Cualquier viaje de un Pontífice a tierras de Turquía siempre estará asociado a la huella allí dejada por san Juan XXIII, en los tiempos en que Angelo Roncalli fue Administrador apostólico entre 1935 y 1944. El Papa Francisco, que tanto nos recuerda a aquel Papa bueno, está abriendo nuevos horizontes en el diálogo interreligioso y bien podría hacer suyas las palabras de monseñor Roncalli en su Diario del alma: «Yo amo a los turcos, aprecio las cualidades naturales de este pueblo, que tiene también su puesto preparado en el camino de la civilización». Esta cita también fue recordada por Benedicto XVI en su viaje de 2006.
Pero Turquía ha cambiado bastante en ocho años.

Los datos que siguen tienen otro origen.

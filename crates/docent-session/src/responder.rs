//! Timed answer delivery.
//!
//! An answer appears after a short "thinking" delay and is then revealed
//! progressively. Both phases watch a [`CancellationToken`]: a role switch,
//! reset or quit cancels the token and nothing further is delivered.

use std::time::Duration;

use docent_config::ChatConfig;
use docent_core::entities::MockResponse;
use docent_core::enums::Role;
use docent_match::{hub_respond, respond};
use tokio_util::sync::CancellationToken;

/// Outcome of a delayed answer.
#[derive(Debug, Clone, PartialEq, Eq)]
pub enum Delivery {
    Completed(MockResponse),
    Cancelled,
}

/// Which answer set a responder draws from.
#[derive(Debug, Clone, Copy, Default, PartialEq, Eq)]
pub enum AnswerSet {
    /// Per-role keyword tables.
    #[default]
    Catalog,
    /// Component-keyed hub answers.
    Hub,
}

#[derive(Debug, Clone, PartialEq, Eq)]
pub struct Responder {
    typing_delay: Duration,
    stream_duration: Duration,
    min_tick: Duration,
    answers: AnswerSet,
}

impl Responder {
    #[must_use]
    pub const fn new(typing_delay: Duration, stream_duration: Duration, min_tick: Duration) -> Self {
        Self {
            typing_delay,
            stream_duration,
            min_tick,
            answers: AnswerSet::Catalog,
        }
    }

    #[must_use]
    pub const fn from_config(config: &ChatConfig) -> Self {
        Self::new(config.typing_delay(), config.stream_duration(), config.min_tick())
    }

    #[must_use]
    pub const fn with_answers(mut self, answers: AnswerSet) -> Self {
        self.answers = answers;
        self
    }

    #[must_use]
    pub const fn typing_delay(&self) -> Duration {
        self.typing_delay
    }

    /// Select the answer immediately, without any delay.
    #[must_use]
    pub fn answer(&self, query: &str, role: Role) -> MockResponse {
        match self.answers {
            AnswerSet::Catalog => respond(query, role),
            AnswerSet::Hub => hub_respond(query, role),
        }
    }

    /// Wait out the thinking delay, then select the answer. Cancelling the
    /// token during the wait yields [`Delivery::Cancelled`].
    pub async fn respond(&self, query: &str, role: Role, token: &CancellationToken) -> Delivery {
        tokio::select! {
            biased;
            () = token.cancelled() => {
                tracing::debug!(%role, "delivery cancelled while thinking");
                Delivery::Cancelled
            }
            () = tokio::time::sleep(self.typing_delay) => {
                Delivery::Completed(self.answer(query, role))
            }
        }
    }

    /// Per-character reveal interval: the stream duration spread across the
    /// characters, but never shorter than the minimum tick.
    #[must_use]
    pub fn tick_for(&self, char_count: usize) -> Duration {
        let chars = u32::try_from(char_count).unwrap_or(u32::MAX).max(1);
        (self.stream_duration / chars).max(self.min_tick)
    }

    /// Reveal `content` one character per tick, handing each growing prefix
    /// to `on_progress`. Returns `false` if the token was cancelled before
    /// the last character.
    pub async fn stream<F>(&self, content: &str, token: &CancellationToken, mut on_progress: F) -> bool
    where
        F: FnMut(&str),
    {
        let tick = self.tick_for(content.chars().count());
        let ends = content
            .char_indices()
            .map(|(start, c)| start + c.len_utf8());

        for end in ends {
            tokio::select! {
                biased;
                () = token.cancelled() => {
                    tracing::debug!(revealed = end, "stream cancelled");
                    return false;
                }
                () = tokio::time::sleep(tick) => on_progress(&content[..end]),
            }
        }
        true
    }
}

impl Default for Responder {
    fn default() -> Self {
        Self::from_config(&ChatConfig::default())
    }
}

#[cfg(test)]
mod tests {
    use super::*;
    use pretty_assertions::assert_eq;

    fn responder() -> Responder {
        Responder::new(
            Duration::from_millis(1200),
            Duration::from_millis(1500),
            Duration::from_millis(20),
        )
    }

    #[test]
    fn tick_spreads_duration_with_floor() {
        let r = responder();
        assert_eq!(r.tick_for(15), Duration::from_millis(100));
        assert_eq!(r.tick_for(1000), Duration::from_millis(20));
        assert_eq!(r.tick_for(0), Duration::from_millis(1500));
    }

    #[tokio::test(start_paused = true)]
    async fn completes_after_typing_delay() {
        let token = CancellationToken::new();
        let started = tokio::time::Instant::now();
        let delivery = responder()
            .respond("What are the button props?", Role::Developer, &token)
            .await;
        assert!(started.elapsed() >= Duration::from_millis(1200));
        match delivery {
            Delivery::Completed(response) => assert!(response.content.contains("Button")),
            Delivery::Cancelled => panic!("delivery should complete"),
        }
    }

    #[tokio::test(start_paused = true)]
    async fn cancelled_while_thinking() {
        let token = CancellationToken::new();
        let canceller = token.clone();
        tokio::spawn(async move {
            tokio::time::sleep(Duration::from_millis(300)).await;
            canceller.cancel();
        });
        let delivery = responder().respond("btn", Role::Developer, &token).await;
        assert_eq!(delivery, Delivery::Cancelled);
    }

    #[tokio::test(start_paused = true)]
    async fn stream_reveals_every_prefix() {
        let token = CancellationToken::new();
        let mut seen = Vec::new();
        let done = responder()
            .stream("héllo", &token, |prefix| seen.push(prefix.to_string()))
            .await;
        assert!(done);
        assert_eq!(seen, ["h", "hé", "hél", "héll", "héllo"]);
    }

    #[tokio::test(start_paused = true)]
    async fn stream_stops_on_cancel() {
        let token = CancellationToken::new();
        let canceller = token.clone();
        let mut seen = 0;
        // 10 chars over 1500 ms: 150 ms per tick; cancel after the third.
        tokio::spawn(async move {
            tokio::time::sleep(Duration::from_millis(475)).await;
            canceller.cancel();
        });
        let done = responder()
            .stream("0123456789", &token, |_| seen += 1)
            .await;
        assert!(!done);
        assert_eq!(seen, 3);
    }

    #[tokio::test(start_paused = true)]
    async fn hub_answers_flag_video_for_guardians() {
        let token = CancellationToken::new();
        let responder = responder().with_answers(AnswerSet::Hub);
        let Delivery::Completed(response) = responder
            .respond("DataTable specs", Role::Guardian, &token)
            .await
        else {
            panic!("delivery should complete");
        };
        assert!(response.suggest_video_answer);
    }
}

En apariencia, Reccep Tayyip Erdogan, ex Primer Ministro y ahora Presidente, ha consolidado su poder en sucesivas consultas electorales. Mas la Constitución no le otorga los amplios poderes que desearía para una jefatura del Estado, y el Primer Ministro Ahmet Davutoglu, que abogó en sus trabajos académicos por una «profundización estratégica» en la política exterior, toma decisiones basadas en un pragmatismo poco concebible en teóricos de la política como él. La geopolítica de Oriente Medio ha dado tal vuelco, que algunos afirman que Turquía, que aspiraba a la política de cero problemas con sus vecinos, sólo cuenta con dos aliados: Hamás y Catar. Nos parece una afirmación exagerada, conociendo la versatilidad de la diplomacia turca, aunque da idea de las dificultades externas que vive el país, aunque las internas no sean menores.
El nuncio Roncalli confesaba en su Diario el pesar que le producían las medidas laicistas tomadas contra la mayoritaria religión musulmana durante el Gobierno de Atatürk. La historia sucesiva de Turquía, sobre todo desde la década de 1980, demuestra que no es fácil arrancar una religión del alma de un pueblo, pero, pese a ello, los tiempos del imperio otomano no volverán. Quizás sólo debieran volver en el sentido de que aquel imperio era un crisol de culturas que convivían entre sí.